Over the past decade, the use of ketamine has been growing in utility and popularity amongst mental health clinicians and patients alike as a potential treatment option for various forms of emotional distress. Ketamine treatment, in combination with psychotherapy, which is also referred to as Ketamine Assisted Psychotherapy (KAP), can provide profound relief from depression and/or anxiety symptoms sometimes even after a single treatment. Most typically, the treatment is offered as a series of ketamine treatments alongside psychotherapy sessions to support more lasting changes in mood, anxiety, and/or substance use problems; depending on the intentions set at the beginning of treatment.



What is Ketamine?


Ketamine was first synthesized in 1956 and approved for use by the FDA as an anesthetic in the United States in 1970. It was first used in clinical practice in the 1960s as an alternative to its parent compound, phencyclidine (PCP), as an anesthetic agent during surgery. While the use of PCP has since been discontinued in the US due to undesirable side effects, ketamine continues to be a preferred anesthetic due to its highly favorable safety and tolerability profile. Initially, ketamine was classified as a “dissociative anesthetic” by the anesthesiologists, however; it has more recently gained traction in the psychiatric community as a potential treatment for a variety of psychiatric disorders. At the time of writing this (July 2022), this is the only psychedelic drug available to mental health providers for the treatment of emotional distress manifesting in a variety of psychiatric disorders. The FDA has only approved an intranasal form of ketamine called Spavato, to be used specifically for Treatment-Resistant Depression. Nonetheless, the success clinicians and patients have experienced with other forms of ketamine and for the treatment of other mental health conditions, has led to a significant rise in its clinical use. Between 2015 - 2018, the United States has seen a dramatic 500% increase in mental health offices offering ketamine treatments. Clinicians administer ketamine to patients via the intravenous route (i.v.), intramuscular injection (IM inj.), orally via absorption through mucosal membranes in the mouth, or via intranasal routes.



What is Ketamine Assisted Therapy?


Ketamine Assisted Psychotherapy (KAP) is a therapy utilizing ketamine combined with psychotherapy to treat a variety of mental health conditions. Ketamine can enhance and deepen the therapeutic process. Its treatment is usually combined with somatic and experiential-based psychotherapies such as Existential psychotherapy, Hakomi method therapy, and Internal Family Systems (IFS), in conjunction with mindfulness practices. KAP also supports and encourages the inclusion and/or development of spirituality and spiritual practices.
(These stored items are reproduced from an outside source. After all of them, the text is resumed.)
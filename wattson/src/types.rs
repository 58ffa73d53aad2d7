use regex::Regex;
use serde::{Deserialize, Serialize};
use std::fmt;
use std::str::FromStr;
use std::sync::LazyLock;
use time::OffsetDateTime;

// =============================================================================
// SESSION TYPES
// =============================================================================

/// Opaque bearer token issued by the backend on login.
///
/// The client never inspects its contents; `Debug` is redacted so the token
/// does not end up in logs.
#[derive(Clone, PartialEq, Eq)]
pub struct Credential(String);

impl Credential {
    pub fn new(token: impl Into<String>) -> Self {
        Self(token.into())
    }

    pub fn as_str(&self) -> &str {
        &self.0
    }
}

impl fmt::Debug for Credential {
    fn fmt(&self, f: &mut fmt::Formatter<'_>) -> fmt::Result {
        f.write_str("Credential(***)")
    }
}

/// Display identity paired with a [`Credential`].
#[derive(Debug, Clone, PartialEq, Eq)]
pub struct Identity {
    pub username: String,
}

impl Identity {
    pub fn new(username: impl Into<String>) -> Self {
        Self {
            username: username.into(),
        }
    }
}

impl fmt::Display for Identity {
    fn fmt(&self, f: &mut fmt::Formatter<'_>) -> fmt::Result {
        f.write_str(&self.username)
    }
}

/// Result of a successful `login/` call.
#[derive(Debug, Clone, PartialEq, Eq)]
pub struct SignedIn {
    pub credential: Credential,
    pub identity: Identity,
}

// =============================================================================
// REQUEST TYPES
// =============================================================================

static EMAIL_PATTERN: LazyLock<Regex> = LazyLock::new(|| {
    Regex::new(r"(?i)^[A-Z0-9._%+-]+@[A-Z0-9.-]+\.[A-Z]{2,}$").expect("email pattern is valid")
});

pub const MIN_USERNAME_LEN: usize = 3;
pub const MIN_PASSWORD_LEN: usize = 8;

/// Body of `POST register/`.
#[derive(Debug, Clone, Serialize)]
pub struct RegisterForm {
    pub username: String,
    pub email: String,
    pub password: String,
    pub password2: String,
}

impl RegisterForm {
    pub fn new(
        username: impl Into<String>,
        email: impl Into<String>,
        password: impl Into<String>,
        password2: impl Into<String>,
    ) -> Self {
        Self {
            username: username.into(),
            email: email.into(),
            password: password.into(),
            password2: password2.into(),
        }
    }

    /// Checks the form the same way the registration page does before it
    /// submits anything.
    ///
    /// # Errors
    /// Returns the first failing rule as a user-facing message.
    pub fn validate(&self) -> Result<(), String> {
        if self.username.trim().is_empty() {
            return Err("Username is required".to_string());
        }
        if self.username.chars().count() < MIN_USERNAME_LEN {
            return Err(format!(
                "Username must be at least {MIN_USERNAME_LEN} characters"
            ));
        }
        if self.email.trim().is_empty() {
            return Err("Email is required".to_string());
        }
        if !EMAIL_PATTERN.is_match(&self.email) {
            return Err("Invalid email address".to_string());
        }
        if self.password.is_empty() {
            return Err("Password is required".to_string());
        }
        if self.password.chars().count() < MIN_PASSWORD_LEN {
            return Err(format!(
                "Password must be at least {MIN_PASSWORD_LEN} characters"
            ));
        }
        if self.password2.is_empty() {
            return Err("Please confirm your password".to_string());
        }
        if self.password2 != self.password {
            return Err("Passwords do not match".to_string());
        }
        Ok(())
    }
}

#[derive(Debug, Serialize)]
pub(crate) struct LoginRequest<'a> {
    pub username: &'a str,
    pub password: &'a str,
}

// =============================================================================
// RESPONSE TYPES
// =============================================================================

/// Token pair returned by `POST login/`. Only `access` is used.
#[derive(Debug, Deserialize)]
pub(crate) struct LoginResponse {
    #[serde(default)]
    pub access: Option<String>,
}

#[derive(Debug, Deserialize)]
pub(crate) struct UploadResponse {
    #[serde(default)]
    pub message: Option<String>,
}

/// Granularity of the energy series.
#[derive(Debug, Clone, Copy, PartialEq, Eq, Hash, Default, Serialize, Deserialize)]
#[serde(rename_all = "lowercase")]
pub enum Period {
    Hourly,
    Daily,
    #[default]
    Monthly,
}

impl Period {
    pub const VALUES: [&'static str; 3] = ["hourly", "daily", "monthly"];

    pub const fn as_str(self) -> &'static str {
        match self {
            Self::Hourly => "hourly",
            Self::Daily => "daily",
            Self::Monthly => "monthly",
        }
    }
}

impl fmt::Display for Period {
    fn fmt(&self, f: &mut fmt::Formatter<'_>) -> fmt::Result {
        f.write_str(self.as_str())
    }
}

impl FromStr for Period {
    type Err = String;

    fn from_str(s: &str) -> Result<Self, Self::Err> {
        match s.trim().to_ascii_lowercase().as_str() {
            "hourly" => Ok(Self::Hourly),
            "daily" => Ok(Self::Daily),
            "monthly" => Ok(Self::Monthly),
            other => Err(format!(
                "invalid period '{other}', expected one of: {}",
                Self::VALUES.join(", ")
            )),
        }
    }
}

/// One bucket of the energy series.
///
/// Monthly and daily buckets carry a `name` label ("Jan", "01 Jan"), hourly
/// buckets an `hour` label ("13:00").
#[derive(Debug, Clone, PartialEq, Serialize, Deserialize)]
pub struct EnergyPoint {
    /// Consumption in kWh for the bucket
    pub consumption: f64,
    #[serde(default, skip_serializing_if = "Option::is_none")]
    pub name: Option<String>,
    #[serde(default, skip_serializing_if = "Option::is_none")]
    pub hour: Option<String>,
}

impl EnergyPoint {
    pub fn label(&self) -> &str {
        self.name
            .as_deref()
            .or(self.hour.as_deref())
            .unwrap_or_default()
    }
}

/// Highest single reading.
#[derive(Debug, Clone, PartialEq, Serialize, Deserialize)]
pub struct Peak {
    pub value: f64,
    #[serde(default, with = "time::serde::rfc3339::option")]
    pub timestamp: Option<OffsetDateTime>,
}

/// Aggregate statistics returned by `GET statistics/`.
#[derive(Debug, Clone, PartialEq, Serialize, Deserialize)]
pub struct Statistics {
    /// Total consumption in kWh
    pub total_consumption: f64,
    /// Average consumption per day in kWh
    pub average_daily: f64,
    pub peak_consumption: Peak,
    /// Total consumption priced at the backend's flat rate
    pub estimated_cost: f64,
}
Many practitioners believe accessing the psychospiritual aspects of the treatment process enhances the healing effects of KAP. Specific intentions are made at the onset of a KAP session reflecting the individual's aspirations for the care on an emotional or spiritual level.


In low doses, ketamine can function as a supportive adjunct to psychotherapy, because it gives a brief softening of psychological defenses, allowing for deeper self-reflection and psychotherapeutic processing. At moderate doses, ketamine has psychedelic effects, and may facilitate an out-of-body experience and near-death experiences (NDEs). Some studies of KAP have made positive correlations between NDEs and the alleviation of depressive symptoms. This suggests that experiences that include out-of-body and/or NDE may be directly associated with the therapeutic benefits of KAP treatments. Integration sessions help to provide clarity to the content brought forth during KAP treatments, allow for ongoing emotional processing, add a spiritual dimension to ongoing healing work, and/or facilitate a feeling of interconnectedness.



How does Ketamine Work?


On a neurobiological level, the effects of ketamine for the treatment of depression and/or anxiety symptoms seem to be associated with its activation of both NMDA receptors and AMPA receptors in the brain, as well as the secondary activation effects of its metabolite, norketamine, on the AMPA receptor. The downstream effects of activating these receptors are increases in glutamate release in the brain, increases in Brain-Derived Neurotrophic Factor (BDNF), and ultimately increases in the nerve cell growth. Ketamine researchers have demonstrated in animal models an increase in the number of dendritic spines on nerve cells which allows for increases in cell signal transmission. This ultimately suggests that ketamine allows for nerve cells to develop new connections and fosters cell network growth. Learn more here.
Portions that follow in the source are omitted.